◆ **Aim of the exercise**
Where does the word "AesKw" occur in the data below? Copy each line that holds it.

Records from a data collection:
[Start of Attachment]

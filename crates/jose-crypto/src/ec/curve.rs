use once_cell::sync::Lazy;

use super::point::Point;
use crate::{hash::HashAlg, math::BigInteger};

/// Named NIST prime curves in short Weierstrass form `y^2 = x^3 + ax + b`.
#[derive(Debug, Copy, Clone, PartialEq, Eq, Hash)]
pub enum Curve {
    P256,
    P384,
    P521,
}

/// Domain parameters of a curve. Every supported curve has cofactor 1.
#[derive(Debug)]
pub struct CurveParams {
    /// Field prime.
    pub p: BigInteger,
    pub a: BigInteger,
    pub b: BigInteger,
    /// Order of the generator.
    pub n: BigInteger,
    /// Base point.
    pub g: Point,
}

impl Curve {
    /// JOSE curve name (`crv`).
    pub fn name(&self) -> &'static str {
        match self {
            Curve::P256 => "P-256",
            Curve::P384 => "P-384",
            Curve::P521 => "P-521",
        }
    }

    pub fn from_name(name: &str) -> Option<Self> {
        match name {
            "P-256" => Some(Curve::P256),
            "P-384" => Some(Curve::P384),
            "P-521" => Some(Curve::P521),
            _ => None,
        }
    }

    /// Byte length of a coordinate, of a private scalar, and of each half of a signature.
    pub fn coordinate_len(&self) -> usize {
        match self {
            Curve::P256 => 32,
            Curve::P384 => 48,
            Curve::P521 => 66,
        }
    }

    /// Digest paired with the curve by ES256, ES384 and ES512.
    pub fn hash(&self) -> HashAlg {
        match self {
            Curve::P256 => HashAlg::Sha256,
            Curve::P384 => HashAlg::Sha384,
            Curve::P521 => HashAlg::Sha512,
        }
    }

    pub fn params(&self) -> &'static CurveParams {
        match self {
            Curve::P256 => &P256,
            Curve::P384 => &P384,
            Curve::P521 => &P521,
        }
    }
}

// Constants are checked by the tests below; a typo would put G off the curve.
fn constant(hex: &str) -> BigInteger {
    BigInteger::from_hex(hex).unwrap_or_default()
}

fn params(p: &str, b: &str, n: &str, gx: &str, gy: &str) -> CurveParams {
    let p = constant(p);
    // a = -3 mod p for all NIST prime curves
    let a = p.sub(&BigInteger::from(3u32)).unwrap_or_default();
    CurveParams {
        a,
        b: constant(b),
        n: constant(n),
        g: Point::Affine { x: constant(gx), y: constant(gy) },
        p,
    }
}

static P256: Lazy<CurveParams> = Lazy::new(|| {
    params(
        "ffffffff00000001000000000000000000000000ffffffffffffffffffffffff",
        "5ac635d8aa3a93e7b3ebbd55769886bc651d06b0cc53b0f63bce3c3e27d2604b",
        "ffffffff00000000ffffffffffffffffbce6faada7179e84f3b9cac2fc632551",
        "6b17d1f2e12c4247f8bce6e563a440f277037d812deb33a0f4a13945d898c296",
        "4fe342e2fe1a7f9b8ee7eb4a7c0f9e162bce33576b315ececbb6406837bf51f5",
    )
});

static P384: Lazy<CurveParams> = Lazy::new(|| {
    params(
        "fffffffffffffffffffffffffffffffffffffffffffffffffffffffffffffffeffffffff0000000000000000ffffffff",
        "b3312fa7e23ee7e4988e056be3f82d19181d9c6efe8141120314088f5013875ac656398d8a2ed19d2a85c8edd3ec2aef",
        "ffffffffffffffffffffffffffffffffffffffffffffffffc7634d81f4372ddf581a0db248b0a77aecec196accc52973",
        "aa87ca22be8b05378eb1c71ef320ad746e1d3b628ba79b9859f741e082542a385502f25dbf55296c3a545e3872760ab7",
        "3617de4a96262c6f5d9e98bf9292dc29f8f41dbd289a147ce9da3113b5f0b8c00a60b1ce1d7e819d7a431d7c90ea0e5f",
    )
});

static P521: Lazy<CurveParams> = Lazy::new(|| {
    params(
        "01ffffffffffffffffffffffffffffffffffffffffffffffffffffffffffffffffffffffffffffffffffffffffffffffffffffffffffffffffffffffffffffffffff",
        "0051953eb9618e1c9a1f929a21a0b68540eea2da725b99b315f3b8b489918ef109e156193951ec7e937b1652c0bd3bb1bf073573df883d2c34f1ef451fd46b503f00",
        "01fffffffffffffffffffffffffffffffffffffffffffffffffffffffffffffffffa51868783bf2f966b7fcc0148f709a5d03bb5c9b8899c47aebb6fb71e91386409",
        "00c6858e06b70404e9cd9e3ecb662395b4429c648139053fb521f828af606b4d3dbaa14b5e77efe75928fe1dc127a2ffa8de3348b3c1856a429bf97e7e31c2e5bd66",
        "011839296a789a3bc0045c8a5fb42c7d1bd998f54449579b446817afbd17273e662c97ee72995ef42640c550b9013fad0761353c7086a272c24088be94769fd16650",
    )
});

[End of Attachment]
[Start of Attachment]

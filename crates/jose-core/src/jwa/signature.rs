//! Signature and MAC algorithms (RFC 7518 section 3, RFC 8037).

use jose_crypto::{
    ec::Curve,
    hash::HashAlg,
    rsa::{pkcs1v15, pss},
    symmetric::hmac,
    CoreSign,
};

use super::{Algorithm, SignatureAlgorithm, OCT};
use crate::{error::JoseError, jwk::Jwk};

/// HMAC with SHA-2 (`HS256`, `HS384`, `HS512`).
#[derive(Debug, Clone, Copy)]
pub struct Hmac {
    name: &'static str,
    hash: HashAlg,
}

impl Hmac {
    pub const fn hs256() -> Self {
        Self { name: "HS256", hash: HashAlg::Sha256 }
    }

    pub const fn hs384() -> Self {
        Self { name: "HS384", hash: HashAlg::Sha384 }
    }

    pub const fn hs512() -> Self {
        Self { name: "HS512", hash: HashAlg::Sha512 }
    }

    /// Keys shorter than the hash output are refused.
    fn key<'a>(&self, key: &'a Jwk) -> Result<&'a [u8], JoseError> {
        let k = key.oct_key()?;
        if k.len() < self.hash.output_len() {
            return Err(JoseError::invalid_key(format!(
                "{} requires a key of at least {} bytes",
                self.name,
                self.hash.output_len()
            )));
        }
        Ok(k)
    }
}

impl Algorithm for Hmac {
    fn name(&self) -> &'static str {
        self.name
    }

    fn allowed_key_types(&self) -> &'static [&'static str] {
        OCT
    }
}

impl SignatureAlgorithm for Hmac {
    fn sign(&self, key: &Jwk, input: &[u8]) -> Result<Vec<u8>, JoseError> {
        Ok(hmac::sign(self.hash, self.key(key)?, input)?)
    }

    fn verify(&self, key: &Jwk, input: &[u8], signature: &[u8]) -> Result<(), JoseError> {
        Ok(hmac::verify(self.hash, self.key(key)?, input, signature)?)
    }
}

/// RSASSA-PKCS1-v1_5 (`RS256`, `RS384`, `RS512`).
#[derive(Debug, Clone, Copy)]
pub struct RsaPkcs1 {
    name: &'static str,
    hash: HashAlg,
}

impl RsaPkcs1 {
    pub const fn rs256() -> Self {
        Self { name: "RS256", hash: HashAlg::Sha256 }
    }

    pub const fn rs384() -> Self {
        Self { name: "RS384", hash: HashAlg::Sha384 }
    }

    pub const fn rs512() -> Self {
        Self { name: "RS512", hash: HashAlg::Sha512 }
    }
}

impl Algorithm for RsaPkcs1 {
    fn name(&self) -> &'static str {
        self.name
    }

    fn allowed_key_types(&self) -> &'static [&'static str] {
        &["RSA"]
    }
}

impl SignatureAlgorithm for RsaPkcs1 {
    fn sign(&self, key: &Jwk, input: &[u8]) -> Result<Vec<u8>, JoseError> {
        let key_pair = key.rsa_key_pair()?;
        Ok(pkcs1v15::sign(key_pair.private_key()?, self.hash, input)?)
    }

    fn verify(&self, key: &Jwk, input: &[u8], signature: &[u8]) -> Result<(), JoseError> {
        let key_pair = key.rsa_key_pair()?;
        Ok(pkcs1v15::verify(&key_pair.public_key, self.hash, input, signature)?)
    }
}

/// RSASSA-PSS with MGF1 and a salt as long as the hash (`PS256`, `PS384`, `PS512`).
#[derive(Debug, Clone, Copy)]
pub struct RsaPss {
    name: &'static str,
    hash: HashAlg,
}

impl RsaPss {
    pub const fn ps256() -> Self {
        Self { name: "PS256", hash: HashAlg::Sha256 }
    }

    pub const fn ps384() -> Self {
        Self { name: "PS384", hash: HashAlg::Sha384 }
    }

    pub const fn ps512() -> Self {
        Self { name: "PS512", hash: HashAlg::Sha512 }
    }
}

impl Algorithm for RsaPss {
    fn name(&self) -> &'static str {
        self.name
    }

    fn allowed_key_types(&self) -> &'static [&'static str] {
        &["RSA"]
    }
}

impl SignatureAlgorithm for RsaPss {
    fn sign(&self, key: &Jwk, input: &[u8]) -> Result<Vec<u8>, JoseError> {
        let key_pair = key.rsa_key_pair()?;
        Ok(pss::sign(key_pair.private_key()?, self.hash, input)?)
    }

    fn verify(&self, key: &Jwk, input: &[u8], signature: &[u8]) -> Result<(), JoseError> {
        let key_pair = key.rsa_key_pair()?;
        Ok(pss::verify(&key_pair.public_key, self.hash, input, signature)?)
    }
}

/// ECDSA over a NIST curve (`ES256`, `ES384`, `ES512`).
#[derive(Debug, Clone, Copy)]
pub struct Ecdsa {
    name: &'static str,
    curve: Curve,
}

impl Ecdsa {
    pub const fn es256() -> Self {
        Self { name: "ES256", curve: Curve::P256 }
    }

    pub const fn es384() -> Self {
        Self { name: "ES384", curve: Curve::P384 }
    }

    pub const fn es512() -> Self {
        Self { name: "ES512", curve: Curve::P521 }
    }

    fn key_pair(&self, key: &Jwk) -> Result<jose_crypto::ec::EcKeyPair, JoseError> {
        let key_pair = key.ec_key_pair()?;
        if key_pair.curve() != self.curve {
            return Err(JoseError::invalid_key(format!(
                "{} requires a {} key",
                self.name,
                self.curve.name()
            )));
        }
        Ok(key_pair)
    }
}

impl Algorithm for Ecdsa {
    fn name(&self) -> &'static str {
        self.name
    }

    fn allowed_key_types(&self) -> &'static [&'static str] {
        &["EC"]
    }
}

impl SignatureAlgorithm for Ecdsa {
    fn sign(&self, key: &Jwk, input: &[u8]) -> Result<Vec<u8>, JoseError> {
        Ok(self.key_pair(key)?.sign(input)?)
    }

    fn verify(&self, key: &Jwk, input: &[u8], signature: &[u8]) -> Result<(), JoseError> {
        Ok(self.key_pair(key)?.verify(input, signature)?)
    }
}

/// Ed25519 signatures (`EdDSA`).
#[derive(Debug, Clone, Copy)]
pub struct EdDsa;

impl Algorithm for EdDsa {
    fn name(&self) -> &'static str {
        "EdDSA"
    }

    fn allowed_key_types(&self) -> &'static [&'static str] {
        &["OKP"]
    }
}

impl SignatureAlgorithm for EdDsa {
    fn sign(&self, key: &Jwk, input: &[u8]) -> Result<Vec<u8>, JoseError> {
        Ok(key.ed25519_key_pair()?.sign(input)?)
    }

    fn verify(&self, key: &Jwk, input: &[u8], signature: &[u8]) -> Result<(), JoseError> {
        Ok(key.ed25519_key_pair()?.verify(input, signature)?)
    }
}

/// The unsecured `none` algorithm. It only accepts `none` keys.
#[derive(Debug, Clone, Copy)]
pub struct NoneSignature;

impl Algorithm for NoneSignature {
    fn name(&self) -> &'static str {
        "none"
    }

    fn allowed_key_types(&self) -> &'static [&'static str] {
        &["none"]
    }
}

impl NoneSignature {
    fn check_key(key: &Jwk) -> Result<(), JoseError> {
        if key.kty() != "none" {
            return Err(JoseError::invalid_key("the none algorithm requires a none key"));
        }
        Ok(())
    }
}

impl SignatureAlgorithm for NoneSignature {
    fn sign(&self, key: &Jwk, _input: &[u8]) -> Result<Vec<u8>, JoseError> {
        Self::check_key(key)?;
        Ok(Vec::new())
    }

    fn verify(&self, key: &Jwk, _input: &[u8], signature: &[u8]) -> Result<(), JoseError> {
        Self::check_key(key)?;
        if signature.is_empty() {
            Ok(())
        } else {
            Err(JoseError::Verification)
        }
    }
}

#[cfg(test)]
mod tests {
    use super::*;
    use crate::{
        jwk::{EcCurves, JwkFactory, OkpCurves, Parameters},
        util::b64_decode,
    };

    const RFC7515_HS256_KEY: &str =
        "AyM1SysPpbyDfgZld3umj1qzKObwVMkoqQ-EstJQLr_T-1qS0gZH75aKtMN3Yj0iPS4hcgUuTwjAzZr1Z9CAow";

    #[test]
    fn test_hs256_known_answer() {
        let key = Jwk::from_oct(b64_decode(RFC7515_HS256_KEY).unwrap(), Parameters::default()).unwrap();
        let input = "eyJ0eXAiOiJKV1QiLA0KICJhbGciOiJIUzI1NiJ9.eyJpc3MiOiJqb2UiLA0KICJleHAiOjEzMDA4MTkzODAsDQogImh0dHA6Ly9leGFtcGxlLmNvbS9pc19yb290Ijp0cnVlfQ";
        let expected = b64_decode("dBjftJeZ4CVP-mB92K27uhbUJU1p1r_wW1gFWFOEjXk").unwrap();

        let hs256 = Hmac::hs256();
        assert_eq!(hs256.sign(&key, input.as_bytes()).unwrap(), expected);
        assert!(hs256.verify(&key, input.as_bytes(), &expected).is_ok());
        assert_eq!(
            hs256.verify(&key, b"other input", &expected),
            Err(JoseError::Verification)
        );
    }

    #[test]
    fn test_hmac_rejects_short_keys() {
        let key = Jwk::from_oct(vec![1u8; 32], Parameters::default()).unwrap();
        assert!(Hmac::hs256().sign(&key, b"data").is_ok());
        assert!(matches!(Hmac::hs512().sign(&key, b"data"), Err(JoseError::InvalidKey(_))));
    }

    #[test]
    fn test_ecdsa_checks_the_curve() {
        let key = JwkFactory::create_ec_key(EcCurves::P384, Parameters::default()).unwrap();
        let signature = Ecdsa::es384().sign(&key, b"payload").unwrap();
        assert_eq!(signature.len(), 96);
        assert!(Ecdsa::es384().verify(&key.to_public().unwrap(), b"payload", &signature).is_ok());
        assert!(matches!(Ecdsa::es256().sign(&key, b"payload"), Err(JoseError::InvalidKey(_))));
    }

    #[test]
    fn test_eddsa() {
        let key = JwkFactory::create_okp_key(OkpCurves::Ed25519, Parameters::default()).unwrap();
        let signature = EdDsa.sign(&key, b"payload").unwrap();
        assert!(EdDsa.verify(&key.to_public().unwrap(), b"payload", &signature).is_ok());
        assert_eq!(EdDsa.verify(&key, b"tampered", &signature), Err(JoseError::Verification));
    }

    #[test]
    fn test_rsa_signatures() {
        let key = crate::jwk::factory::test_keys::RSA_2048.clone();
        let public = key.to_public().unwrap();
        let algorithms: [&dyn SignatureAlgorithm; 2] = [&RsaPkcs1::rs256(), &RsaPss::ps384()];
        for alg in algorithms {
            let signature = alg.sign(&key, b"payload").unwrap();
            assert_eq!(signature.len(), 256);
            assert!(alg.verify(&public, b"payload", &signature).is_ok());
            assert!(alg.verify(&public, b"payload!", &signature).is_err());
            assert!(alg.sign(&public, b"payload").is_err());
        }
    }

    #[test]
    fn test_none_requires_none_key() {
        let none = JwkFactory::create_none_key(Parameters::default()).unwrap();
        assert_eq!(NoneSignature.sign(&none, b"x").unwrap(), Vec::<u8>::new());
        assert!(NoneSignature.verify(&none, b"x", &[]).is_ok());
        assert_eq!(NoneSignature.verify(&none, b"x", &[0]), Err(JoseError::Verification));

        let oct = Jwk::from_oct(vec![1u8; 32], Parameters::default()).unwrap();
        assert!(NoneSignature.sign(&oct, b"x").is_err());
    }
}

[End of Attachment]
[Start of Attachment]

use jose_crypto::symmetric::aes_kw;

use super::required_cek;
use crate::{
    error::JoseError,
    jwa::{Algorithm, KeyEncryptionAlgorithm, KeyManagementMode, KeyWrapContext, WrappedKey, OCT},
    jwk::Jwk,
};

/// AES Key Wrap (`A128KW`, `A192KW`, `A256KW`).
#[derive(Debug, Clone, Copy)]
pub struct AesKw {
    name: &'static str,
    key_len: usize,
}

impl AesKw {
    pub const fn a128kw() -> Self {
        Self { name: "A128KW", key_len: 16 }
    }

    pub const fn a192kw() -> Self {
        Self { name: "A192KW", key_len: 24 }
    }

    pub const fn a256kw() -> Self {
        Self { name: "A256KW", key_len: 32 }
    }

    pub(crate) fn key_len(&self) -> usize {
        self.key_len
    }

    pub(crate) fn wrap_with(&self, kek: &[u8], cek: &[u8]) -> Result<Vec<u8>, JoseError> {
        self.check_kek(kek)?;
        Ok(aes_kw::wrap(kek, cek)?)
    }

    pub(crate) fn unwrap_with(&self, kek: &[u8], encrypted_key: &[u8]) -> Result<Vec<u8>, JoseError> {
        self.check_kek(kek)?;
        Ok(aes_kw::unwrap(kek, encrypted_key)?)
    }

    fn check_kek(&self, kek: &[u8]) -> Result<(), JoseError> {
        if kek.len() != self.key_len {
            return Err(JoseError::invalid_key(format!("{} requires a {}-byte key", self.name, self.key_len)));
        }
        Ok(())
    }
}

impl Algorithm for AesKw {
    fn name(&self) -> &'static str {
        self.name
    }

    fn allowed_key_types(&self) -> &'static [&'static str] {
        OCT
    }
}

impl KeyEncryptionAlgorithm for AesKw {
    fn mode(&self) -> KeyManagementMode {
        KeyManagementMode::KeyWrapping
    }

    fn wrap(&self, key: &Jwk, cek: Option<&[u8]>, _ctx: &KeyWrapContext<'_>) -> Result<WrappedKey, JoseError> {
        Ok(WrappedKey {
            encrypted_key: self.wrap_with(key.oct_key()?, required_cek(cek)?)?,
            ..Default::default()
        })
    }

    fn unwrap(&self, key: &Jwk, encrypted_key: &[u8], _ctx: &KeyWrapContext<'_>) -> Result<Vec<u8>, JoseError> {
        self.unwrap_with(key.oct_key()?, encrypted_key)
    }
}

[End of Attachment]

◆ **Written solution**
pub struct AesKw {
impl AesKw {
impl Algorithm for AesKw {
impl KeyEncryptionAlgorithm for AesKw {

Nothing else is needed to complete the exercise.